The Company has experienced recurring losses and net cash outflows from 
operations since its inception. Since inception, the Company has financed its 
cash needs with debt, private investor capital, proceeds from an initial 
public offering, and proceeds from subsequent stock issuances.  During 1997, 
the Company implemented plans to improve its liquidity and capital and its 
operational performance.

Management believes the reduction in net loss and the net cash used in 
operating activities is attributable to the plans implemented in late 1996 
and 1997 to provide new operating revenues for the Company.  The Company 
created the Aviation Services Division ("ASD") to sell pre-owned aircraft, 
provide commissions from aircraft brokerage services, and market 
refurbishment capabilities.  During 1997, the Company expanded its efforts to 
purchase pre-owned aircraft, accept aircraft on trade for new units, and, in 
most cases, refurbish and resell the aircraft at a reasonable profit.  
Revenue from sales of pre-owned aircraft increased by 38% in 1997 and 
revenues from refurbishment and service increased over 12%.  Management 
expects this trend to continue in 1998 as booked orders for both new and 
pre-owned aircraft for the first quarter are showing substantial improvement 
over the same period in 1997.  The Company will pursue additional 
opportunities to take advantage of its factory facilities to offer upgrades 
to existing aircraft owners for new paint, interior, and equipment.

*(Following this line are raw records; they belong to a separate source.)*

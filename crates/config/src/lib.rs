//! Edgeflow Configuration
//!
//! TOML-based configuration loading with sensible defaults.
//! Only the function instances and pipeline wiring are required.
//!
//! # Parsing
//!
//! ```
//! use edgeflow_config::Config;
//! use std::str::FromStr;
//!
//! let config = Config::from_str(r#"
//! [functions.xml]
//! type = "to_xml"
//!
//! [pipelines]
//! default = ["xml"]
//! "#).unwrap();
//! assert_eq!(config.pipelines.default, vec!["xml"]);
//! ```
//!
//! # Example Config
//!
//! ```toml
//! [global]
//! shutdown_timeout = "5s"
//!
//! [log]
//! level = "debug"
//!
//! [trigger]
//! type = "http"
//!
//! [secrets.aes]
//! key = "..."
//!
//! [functions.xml]
//! type = "to_xml"
//!
//! [functions.response]
//! type = "set_response_data"
//!
//! [pipelines]
//! default = ["xml", "response"]
//! ```

mod broker;
mod error;
mod functions;
mod global;
mod logging;
mod pipelines;
mod secrets;
mod trigger;
mod validation;

use std::collections::BTreeMap;
use std::fs;
use std::path::Path;
use std::str::FromStr;

pub use broker::{BROKER_SCHEMES, BrokerUrl, BrokerUrlError, DEFAULT_TCP_PORT, DEFAULT_TLS_PORT};
pub use error::{ConfigError, Result};
pub use functions::{
    is_known_function_type, FunctionConfig, DURATION_OPTION_KEYS, KNOWN_FUNCTION_TYPES,
};
pub use global::GlobalConfig;
pub use logging::{LogConfig, LogFormat, LogLevel, LogOutput};
pub use pipelines::{PipelinesConfig, TopicPipelineConfig, DEFAULT_PIPELINE_ID};
pub use secrets::SecretsConfig;
pub use trigger::{HttpTriggerConfig, MqttTriggerConfig, TriggerConfig, TriggerType};

use serde::Deserialize;

/// Main configuration structure
///
/// All sections are optional with sensible defaults; validation requires at
/// least one pipeline.
#[derive(Debug, Clone, Default, Deserialize)]
#[serde(default)]
pub struct Config {
    /// Global settings (queue sizes, shutdown timeout)
    pub global: GlobalConfig,

    /// Logging configuration
    pub log: LogConfig,

    /// Envelope source
    pub trigger: TriggerConfig,

    /// Insecure secrets seeded into the in-memory store
    pub secrets: SecretsConfig,

    /// Named function instances
    pub functions: BTreeMap<String, FunctionConfig>,

    /// Pipeline wiring
    pub pipelines: PipelinesConfig,
}

impl Config {
    /// Load configuration from a TOML file
    ///
    /// # Errors
    ///
    /// Returns error if file cannot be read, contains invalid TOML, or fails validation.
    pub fn from_file<P: AsRef<Path>>(path: P) -> Result<Self> {
        let path = path.as_ref();
        let contents = fs::read_to_string(path).map_err(|e| ConfigError::IoError {
            path: path.display().to_string(),
            source: e,
        })?;

        Self::from_str(&contents)
    }

    fn parse(s: &str) -> Result<Self> {
        let config: Config = toml::from_str(s).map_err(ConfigError::ParseError)?;
        config.validate()?;
        Ok(config)
    }

    fn validate(&self) -> Result<()> {
        validation::validate_config(self)
    }
}

impl FromStr for Config {
    type Err = ConfigError;

    fn from_str(s: &str) -> Result<Self> {
        Self::parse(s)
    }
}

                                      29
<PAGE>

                         COMMANDER AIRCRAFT COMPANY

                  NOTES TO FINANCIAL STATEMENTS - CONTINUED

                         December 31, 1997 and 1996


NOTE O - MANAGEMENT PLANS - CONTINUED

    The Company introduced a new de-icing option for which it expects to 
    receive certification during March 1998 from the FAA, allowing aircraft 
    so equipped to operate in known icing conditions similar to larger, more 
    expensive aircraft.  Sales of this optional equipment not only provide 
    additional revenues and earnings, but also increase the value of the 
    aircraft relative to its competition.  A number of other improvements and 
    new options will be offered on 1998 models.
    
    In addition to the above actions to increase revenue, the Company has 
    made efforts to reduce costs and cash requirements by optimizing its 
    production schedule using just-in-time scheduling, thereby decreasing 
    inventories to their lowest levels since production commenced in 1991.  
    Management has reduced the costs incurred to advertise new aircraft by 
    focusing the advertising efforts at a specific customer profile.  Further 
    reducing selling expenses, the Company completed a consolidation of sales 
    territories which significantly lowered the fixed costs of sales and 
    marketing without reducing the number of direct contacts with qualified 
    customers.
    
    The Company's liquidity was improved with the sale of 360,000 shares of 
    common stock to its majority shareholder and affiliates for $3,600,000.  
    The Company used approximately $1,500,000 of the $3,600,000 proceeds to 
    repay 10% demand notes and other debt.  The balance of the proceeds is 
    still on hand to be used to continue expansion of the ASD.  The Company 
    also believes the note receivable from related party which was reduced by 
    approximately $1,100,000 in 1997 will also provide significant cash 
    sources during 1998. Because of the increase in liquidity and other 
    improvements to operations, management believes that the Company will not 
    require additional borrowings during 1998 to fund operations.  Although 
    the majority shareholder, who has invested over $26 million in the 
    Company, will probably continue to fund cash needs of the Company if 
    required, there can be no assurance that this funding will continue.
    
    The Company's ability to continue as a going concern is contingent upon 
    its ability to maintain adequate financing and attain profitable 
    operations. The financial statements do not include any adjustments 
    relating to the recoverability or classification of asset amounts or the 
    amount and classification of liabilities that might be necessary should 
    the Company be unable to continue as a going concern.  Although 
    management believes that it has made significant progress in 1997 by 
    widening its product line to include the ASD, improving its products, 
    decreasing sales and marketing expenses, and reducing debt and related 
    interest expense and it is reasonable to expect the Company to improve 
    revenues, reduce costs, and improve operating results and cash flow in 
    1998, there can be no assurance that these results can be achieved.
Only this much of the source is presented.